Gather all lines in the entries that include the word "benches".

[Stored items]
★ ★ ★

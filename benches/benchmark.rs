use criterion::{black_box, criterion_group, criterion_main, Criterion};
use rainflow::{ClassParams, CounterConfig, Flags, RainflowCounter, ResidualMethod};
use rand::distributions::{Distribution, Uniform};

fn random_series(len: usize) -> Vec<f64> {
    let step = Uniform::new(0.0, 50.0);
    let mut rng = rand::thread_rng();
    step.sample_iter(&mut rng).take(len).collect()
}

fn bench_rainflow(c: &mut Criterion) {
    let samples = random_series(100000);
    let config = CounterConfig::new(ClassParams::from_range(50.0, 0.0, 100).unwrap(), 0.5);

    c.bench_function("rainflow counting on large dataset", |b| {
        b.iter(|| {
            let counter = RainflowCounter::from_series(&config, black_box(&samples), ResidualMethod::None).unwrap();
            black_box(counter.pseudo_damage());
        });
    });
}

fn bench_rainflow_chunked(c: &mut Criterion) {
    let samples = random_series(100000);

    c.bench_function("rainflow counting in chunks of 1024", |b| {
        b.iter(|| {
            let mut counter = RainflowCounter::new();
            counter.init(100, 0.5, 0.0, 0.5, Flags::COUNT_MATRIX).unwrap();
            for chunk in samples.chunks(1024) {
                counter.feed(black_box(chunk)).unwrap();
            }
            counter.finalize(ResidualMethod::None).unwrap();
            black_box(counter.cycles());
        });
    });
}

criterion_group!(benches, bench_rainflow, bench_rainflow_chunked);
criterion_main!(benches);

★ ★ ★

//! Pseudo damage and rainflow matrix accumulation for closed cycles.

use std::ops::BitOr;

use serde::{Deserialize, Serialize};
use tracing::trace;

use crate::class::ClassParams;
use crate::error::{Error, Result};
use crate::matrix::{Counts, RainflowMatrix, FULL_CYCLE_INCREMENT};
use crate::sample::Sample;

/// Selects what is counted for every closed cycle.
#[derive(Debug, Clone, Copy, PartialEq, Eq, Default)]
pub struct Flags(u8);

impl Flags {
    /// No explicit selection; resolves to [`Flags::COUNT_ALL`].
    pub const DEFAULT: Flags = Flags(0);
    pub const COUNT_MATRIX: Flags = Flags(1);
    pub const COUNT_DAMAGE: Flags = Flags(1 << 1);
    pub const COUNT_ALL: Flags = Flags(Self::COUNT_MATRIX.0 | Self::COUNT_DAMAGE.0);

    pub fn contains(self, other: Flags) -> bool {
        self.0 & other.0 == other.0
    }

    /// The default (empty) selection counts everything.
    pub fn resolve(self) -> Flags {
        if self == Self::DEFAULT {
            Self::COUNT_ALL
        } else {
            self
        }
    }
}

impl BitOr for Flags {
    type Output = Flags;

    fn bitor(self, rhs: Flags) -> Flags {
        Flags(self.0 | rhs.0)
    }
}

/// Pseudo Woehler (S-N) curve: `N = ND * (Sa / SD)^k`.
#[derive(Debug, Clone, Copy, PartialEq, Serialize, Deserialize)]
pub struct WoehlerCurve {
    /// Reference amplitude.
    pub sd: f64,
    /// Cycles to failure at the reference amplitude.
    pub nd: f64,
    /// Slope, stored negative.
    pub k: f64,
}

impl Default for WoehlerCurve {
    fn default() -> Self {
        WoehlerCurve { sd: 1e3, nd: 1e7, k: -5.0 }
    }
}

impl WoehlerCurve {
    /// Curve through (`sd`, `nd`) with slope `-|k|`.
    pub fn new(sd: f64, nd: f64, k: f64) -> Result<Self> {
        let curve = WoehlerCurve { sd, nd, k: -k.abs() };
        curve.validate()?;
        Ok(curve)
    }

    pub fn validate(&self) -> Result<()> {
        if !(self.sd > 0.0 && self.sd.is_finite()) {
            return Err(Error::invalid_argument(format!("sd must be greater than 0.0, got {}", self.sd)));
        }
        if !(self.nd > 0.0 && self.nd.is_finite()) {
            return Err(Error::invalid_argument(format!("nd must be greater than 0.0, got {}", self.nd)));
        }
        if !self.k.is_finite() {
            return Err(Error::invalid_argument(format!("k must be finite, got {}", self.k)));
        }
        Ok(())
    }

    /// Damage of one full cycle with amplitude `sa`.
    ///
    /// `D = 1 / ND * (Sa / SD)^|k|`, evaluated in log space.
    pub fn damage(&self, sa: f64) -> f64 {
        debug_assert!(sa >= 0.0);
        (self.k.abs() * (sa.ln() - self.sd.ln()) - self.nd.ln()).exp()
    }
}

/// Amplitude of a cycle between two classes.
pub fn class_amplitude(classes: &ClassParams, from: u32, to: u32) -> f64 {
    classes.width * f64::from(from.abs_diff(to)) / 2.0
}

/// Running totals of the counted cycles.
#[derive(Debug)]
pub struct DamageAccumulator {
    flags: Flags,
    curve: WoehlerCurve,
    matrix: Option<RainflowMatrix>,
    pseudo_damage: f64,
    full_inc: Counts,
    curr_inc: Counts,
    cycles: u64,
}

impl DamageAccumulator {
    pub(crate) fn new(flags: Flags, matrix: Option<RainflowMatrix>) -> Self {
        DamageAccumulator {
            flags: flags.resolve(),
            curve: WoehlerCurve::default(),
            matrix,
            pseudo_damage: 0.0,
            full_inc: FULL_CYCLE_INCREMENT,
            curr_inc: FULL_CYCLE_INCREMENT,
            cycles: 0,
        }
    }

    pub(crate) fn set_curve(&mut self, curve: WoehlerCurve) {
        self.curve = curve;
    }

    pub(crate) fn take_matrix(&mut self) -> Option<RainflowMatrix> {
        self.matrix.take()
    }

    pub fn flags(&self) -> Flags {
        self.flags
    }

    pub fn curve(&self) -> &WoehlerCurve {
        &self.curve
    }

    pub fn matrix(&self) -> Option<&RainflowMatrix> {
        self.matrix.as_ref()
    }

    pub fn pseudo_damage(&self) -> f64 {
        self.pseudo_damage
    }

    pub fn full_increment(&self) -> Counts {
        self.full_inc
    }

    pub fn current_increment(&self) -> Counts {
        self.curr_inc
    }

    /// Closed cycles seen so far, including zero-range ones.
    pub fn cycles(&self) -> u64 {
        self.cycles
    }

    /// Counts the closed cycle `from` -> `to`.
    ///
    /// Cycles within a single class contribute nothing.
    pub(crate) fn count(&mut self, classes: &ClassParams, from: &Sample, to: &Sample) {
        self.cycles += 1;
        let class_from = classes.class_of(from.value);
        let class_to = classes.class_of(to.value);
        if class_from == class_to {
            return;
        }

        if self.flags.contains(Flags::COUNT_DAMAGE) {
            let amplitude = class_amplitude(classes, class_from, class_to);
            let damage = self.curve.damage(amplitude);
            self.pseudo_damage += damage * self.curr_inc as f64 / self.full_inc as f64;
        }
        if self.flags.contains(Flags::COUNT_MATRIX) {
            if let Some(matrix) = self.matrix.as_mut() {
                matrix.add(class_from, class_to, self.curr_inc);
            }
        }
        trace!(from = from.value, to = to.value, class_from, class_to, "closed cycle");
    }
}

★ ★ ★

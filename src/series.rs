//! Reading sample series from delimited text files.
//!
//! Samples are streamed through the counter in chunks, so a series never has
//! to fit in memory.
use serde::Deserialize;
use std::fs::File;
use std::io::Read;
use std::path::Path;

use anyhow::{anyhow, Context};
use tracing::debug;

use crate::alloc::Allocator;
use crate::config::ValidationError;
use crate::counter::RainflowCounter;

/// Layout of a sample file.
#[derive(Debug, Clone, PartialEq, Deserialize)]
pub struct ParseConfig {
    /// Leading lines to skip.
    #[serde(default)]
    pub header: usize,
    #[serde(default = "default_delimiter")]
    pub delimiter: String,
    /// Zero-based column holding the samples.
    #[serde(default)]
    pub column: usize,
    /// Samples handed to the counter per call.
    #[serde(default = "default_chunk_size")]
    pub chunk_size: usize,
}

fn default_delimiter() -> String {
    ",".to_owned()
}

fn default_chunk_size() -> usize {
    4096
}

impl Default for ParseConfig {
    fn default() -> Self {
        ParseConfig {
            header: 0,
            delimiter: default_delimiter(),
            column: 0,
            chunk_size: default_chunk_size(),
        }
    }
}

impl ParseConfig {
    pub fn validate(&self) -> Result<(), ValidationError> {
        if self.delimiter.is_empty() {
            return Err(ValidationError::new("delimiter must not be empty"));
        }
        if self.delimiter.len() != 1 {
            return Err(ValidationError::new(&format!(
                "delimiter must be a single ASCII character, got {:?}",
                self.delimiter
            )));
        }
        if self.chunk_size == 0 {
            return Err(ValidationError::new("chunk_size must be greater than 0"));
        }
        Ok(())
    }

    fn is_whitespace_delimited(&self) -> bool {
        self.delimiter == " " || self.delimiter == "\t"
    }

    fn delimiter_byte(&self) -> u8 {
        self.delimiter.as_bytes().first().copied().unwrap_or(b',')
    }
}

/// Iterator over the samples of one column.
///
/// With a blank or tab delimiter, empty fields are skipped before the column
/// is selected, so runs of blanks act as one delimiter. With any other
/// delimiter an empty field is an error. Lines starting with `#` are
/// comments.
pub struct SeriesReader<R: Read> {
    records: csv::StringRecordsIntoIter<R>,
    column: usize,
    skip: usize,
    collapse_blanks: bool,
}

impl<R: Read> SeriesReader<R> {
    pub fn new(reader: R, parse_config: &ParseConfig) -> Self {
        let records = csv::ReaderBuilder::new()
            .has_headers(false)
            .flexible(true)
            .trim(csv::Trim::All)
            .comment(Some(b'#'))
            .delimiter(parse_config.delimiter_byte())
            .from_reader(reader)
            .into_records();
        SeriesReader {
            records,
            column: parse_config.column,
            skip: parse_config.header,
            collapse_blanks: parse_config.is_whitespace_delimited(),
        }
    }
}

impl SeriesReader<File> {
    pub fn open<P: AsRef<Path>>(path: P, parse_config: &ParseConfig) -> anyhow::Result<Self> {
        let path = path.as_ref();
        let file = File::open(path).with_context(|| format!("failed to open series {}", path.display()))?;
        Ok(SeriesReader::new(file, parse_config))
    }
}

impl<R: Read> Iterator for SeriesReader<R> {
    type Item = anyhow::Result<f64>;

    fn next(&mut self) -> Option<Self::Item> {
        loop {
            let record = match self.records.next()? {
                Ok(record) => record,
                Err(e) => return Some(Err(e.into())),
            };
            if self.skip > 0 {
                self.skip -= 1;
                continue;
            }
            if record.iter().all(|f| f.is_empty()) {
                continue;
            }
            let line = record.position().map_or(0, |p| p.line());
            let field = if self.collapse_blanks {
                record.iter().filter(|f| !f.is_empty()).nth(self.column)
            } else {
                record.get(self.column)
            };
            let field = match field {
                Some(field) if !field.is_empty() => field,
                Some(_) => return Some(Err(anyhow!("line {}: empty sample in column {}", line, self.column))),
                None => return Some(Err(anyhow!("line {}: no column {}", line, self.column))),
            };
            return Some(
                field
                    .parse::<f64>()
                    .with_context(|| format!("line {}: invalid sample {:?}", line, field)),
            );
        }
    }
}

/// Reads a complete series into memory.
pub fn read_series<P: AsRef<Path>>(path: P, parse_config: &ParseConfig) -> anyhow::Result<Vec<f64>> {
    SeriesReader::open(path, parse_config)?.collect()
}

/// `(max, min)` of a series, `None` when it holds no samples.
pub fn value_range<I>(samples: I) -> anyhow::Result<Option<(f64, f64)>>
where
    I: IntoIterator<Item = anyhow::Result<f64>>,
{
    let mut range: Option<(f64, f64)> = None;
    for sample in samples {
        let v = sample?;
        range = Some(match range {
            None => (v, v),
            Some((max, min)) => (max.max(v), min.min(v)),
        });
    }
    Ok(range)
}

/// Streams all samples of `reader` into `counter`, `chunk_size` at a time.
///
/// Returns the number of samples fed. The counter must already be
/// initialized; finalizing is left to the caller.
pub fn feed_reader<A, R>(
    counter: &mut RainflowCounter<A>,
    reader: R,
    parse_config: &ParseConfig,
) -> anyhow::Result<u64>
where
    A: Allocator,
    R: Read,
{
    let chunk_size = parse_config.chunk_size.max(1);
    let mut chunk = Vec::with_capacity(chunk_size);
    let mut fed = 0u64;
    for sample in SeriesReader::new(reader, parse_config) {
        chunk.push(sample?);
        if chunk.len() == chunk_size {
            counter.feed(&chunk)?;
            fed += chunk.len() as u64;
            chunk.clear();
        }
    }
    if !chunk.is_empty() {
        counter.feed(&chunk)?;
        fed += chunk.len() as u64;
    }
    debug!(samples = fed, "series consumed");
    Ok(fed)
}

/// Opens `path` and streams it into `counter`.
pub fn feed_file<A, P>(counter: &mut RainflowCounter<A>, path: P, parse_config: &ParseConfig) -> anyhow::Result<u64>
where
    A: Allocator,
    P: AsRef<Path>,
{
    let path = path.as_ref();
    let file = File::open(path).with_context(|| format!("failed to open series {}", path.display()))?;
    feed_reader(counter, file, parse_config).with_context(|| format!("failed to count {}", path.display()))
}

★ ★ ★

▶ Written solution
filename benches/benchmark.rs
criterion_group!(benches, bench_rainflow, bench_rainflow_chunked);
criterion_main!(benches);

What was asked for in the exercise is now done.